> _To do_
I would like every record printed again, exactly as shown.

BEGIN Provided material

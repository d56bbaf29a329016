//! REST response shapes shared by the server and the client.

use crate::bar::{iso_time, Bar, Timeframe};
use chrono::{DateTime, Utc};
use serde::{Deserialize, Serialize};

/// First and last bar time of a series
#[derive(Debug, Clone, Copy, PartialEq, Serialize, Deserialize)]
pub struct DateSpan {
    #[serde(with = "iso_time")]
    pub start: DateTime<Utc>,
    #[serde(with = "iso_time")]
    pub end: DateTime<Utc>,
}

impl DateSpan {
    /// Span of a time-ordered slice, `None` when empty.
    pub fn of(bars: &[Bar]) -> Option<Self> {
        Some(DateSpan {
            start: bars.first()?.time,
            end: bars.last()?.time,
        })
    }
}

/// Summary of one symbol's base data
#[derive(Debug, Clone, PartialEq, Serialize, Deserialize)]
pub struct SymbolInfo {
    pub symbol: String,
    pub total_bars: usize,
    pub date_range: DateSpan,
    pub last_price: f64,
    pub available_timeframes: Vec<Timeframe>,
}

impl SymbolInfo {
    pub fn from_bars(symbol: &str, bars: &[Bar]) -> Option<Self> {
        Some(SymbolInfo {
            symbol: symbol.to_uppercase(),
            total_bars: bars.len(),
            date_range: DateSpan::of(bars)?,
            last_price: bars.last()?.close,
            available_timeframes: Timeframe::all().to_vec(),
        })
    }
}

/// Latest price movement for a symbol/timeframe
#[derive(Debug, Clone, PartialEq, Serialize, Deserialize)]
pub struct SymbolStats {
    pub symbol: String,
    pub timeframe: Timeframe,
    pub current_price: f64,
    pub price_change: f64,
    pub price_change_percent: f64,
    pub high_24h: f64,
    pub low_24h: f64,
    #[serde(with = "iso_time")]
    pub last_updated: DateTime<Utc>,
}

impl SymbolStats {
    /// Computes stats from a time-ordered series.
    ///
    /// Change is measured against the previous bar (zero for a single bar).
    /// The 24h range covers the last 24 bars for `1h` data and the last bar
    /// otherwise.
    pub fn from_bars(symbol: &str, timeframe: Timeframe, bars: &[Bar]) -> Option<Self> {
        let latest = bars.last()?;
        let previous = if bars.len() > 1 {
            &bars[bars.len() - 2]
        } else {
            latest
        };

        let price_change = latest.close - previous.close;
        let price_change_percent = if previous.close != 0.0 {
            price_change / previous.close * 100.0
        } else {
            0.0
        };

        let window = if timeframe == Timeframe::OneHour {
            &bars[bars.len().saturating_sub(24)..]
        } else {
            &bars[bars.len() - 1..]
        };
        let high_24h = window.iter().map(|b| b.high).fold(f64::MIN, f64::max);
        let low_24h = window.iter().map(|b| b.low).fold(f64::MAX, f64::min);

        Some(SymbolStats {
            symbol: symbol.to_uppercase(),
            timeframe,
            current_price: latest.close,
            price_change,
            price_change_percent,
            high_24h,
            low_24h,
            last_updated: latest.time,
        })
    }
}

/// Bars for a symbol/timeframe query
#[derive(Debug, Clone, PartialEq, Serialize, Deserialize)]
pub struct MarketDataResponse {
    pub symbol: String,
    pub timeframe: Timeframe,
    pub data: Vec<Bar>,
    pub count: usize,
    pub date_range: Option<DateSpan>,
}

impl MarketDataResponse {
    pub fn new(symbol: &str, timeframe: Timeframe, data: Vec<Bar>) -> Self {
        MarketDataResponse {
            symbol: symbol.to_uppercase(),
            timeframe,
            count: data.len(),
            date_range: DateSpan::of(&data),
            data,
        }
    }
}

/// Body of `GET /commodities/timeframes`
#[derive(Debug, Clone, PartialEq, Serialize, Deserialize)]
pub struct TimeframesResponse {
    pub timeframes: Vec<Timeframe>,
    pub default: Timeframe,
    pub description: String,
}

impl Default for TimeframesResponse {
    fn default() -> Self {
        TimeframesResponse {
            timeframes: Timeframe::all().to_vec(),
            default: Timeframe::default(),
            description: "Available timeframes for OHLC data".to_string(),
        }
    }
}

END Provided material

> _Response to this exercise_
repository d56bbaf29a329016
//! REST response shapes shared by the server and the client.

use crate::bar::{iso_time, Bar, Timeframe};
use chrono::{DateTime, Utc};
use serde::{Deserialize, Serialize};

/// First and last bar time of a series
#[derive(Debug, Clone, Copy, PartialEq, Serialize, Deserialize)]
pub struct DateSpan {
    #[serde(with = "iso_time")]
    pub start: DateTime<Utc>,
    #[serde(with = "iso_time")]
    pub end: DateTime<Utc>,
}

impl DateSpan {
    /// Span of a time-ordered slice, `None` when empty.
    pub fn of(bars: &[Bar]) -> Option<Self> {
        Some(DateSpan {
            start: bars.first()?.time,
            end: bars.last()?.time,
        })
    }
}

/// Summary of one symbol's base data
#[derive(Debug, Clone, PartialEq, Serialize, Deserialize)]
pub struct SymbolInfo {
    pub symbol: String,
    pub total_bars: usize,
    pub date_range: DateSpan,
    pub last_price: f64,
    pub available_timeframes: Vec<Timeframe>,
}

impl SymbolInfo {
    pub fn from_bars(symbol: &str, bars: &[Bar]) -> Option<Self> {
        Some(SymbolInfo {
            symbol: symbol.to_uppercase(),
            total_bars: bars.len(),
            date_range: DateSpan::of(bars)?,
            last_price: bars.last()?.close,
            available_timeframes: Timeframe::all().to_vec(),
        })
    }
}

/// Latest price movement for a symbol/timeframe
#[derive(Debug, Clone, PartialEq, Serialize, Deserialize)]
pub struct SymbolStats {
    pub symbol: String,
    pub timeframe: Timeframe,
    pub current_price: f64,
    pub price_change: f64,
    pub price_change_percent: f64,
    pub high_24h: f64,
    pub low_24h: f64,
    #[serde(with = "iso_time")]
    pub last_updated: DateTime<Utc>,
}

impl SymbolStats {
    /// Computes stats from a time-ordered series.
    ///
    /// Change is measured against the previous bar (zero for a single bar).
    /// The 24h range covers the last 24 bars for `1h` data and the last bar
    /// otherwise.
    pub fn from_bars(symbol: &str, timeframe: Timeframe, bars: &[Bar]) -> Option<Self> {
        let latest = bars.last()?;
        let previous = if bars.len() > 1 {
            &bars[bars.len() - 2]
        } else {
            latest
        };

        let price_change = latest.close - previous.close;
        let price_change_percent = if previous.close != 0.0 {
            price_change / previous.close * 100.0
        } else {
            0.0
        };

        let window = if timeframe == Timeframe::OneHour {
            &bars[bars.len().saturating_sub(24)..]
        } else {
            &bars[bars.len() - 1..]
        };
        let high_24h = window.iter().map(|b| b.high).fold(f64::MIN, f64::max);
        let low_24h = window.iter().map(|b| b.low).fold(f64::MAX, f64::min);

        Some(SymbolStats {
            symbol: symbol.to_uppercase(),
            timeframe,
            current_price: latest.close,
            price_change,
            price_change_percent,
            high_24h,
            low_24h,
            last_updated: latest.time,
        })
    }
}

/// Bars for a symbol/timeframe query
#[derive(Debug, Clone, PartialEq, Serialize, Deserialize)]
pub struct MarketDataResponse {
    pub symbol: String,
    pub timeframe: Timeframe,
    pub data: Vec<Bar>,
    pub count: usize,
    pub date_range: Option<DateSpan>,
}

impl MarketDataResponse {
    pub fn new(symbol: &str, timeframe: Timeframe, data: Vec<Bar>) -> Self {
        MarketDataResponse {
            symbol: symbol.to_uppercase(),
            timeframe,
            count: data.len(),
            date_range: DateSpan::of(&data),
            data,
        }
    }
}

/// Body of `GET /commodities/timeframes`
#[derive(Debug, Clone, PartialEq, Serialize, Deserialize)]
pub struct TimeframesResponse {
    pub timeframes: Vec<Timeframe>,
    pub default: Timeframe,
    pub description: String,
}

impl Default for TimeframesResponse {
    fn default() -> Self {
        TimeframesResponse {
            timeframes: Timeframe::all().to_vec(),
            default: Timeframe::default(),
            description: "Available timeframes for OHLC data".to_string(),
        }
    }
}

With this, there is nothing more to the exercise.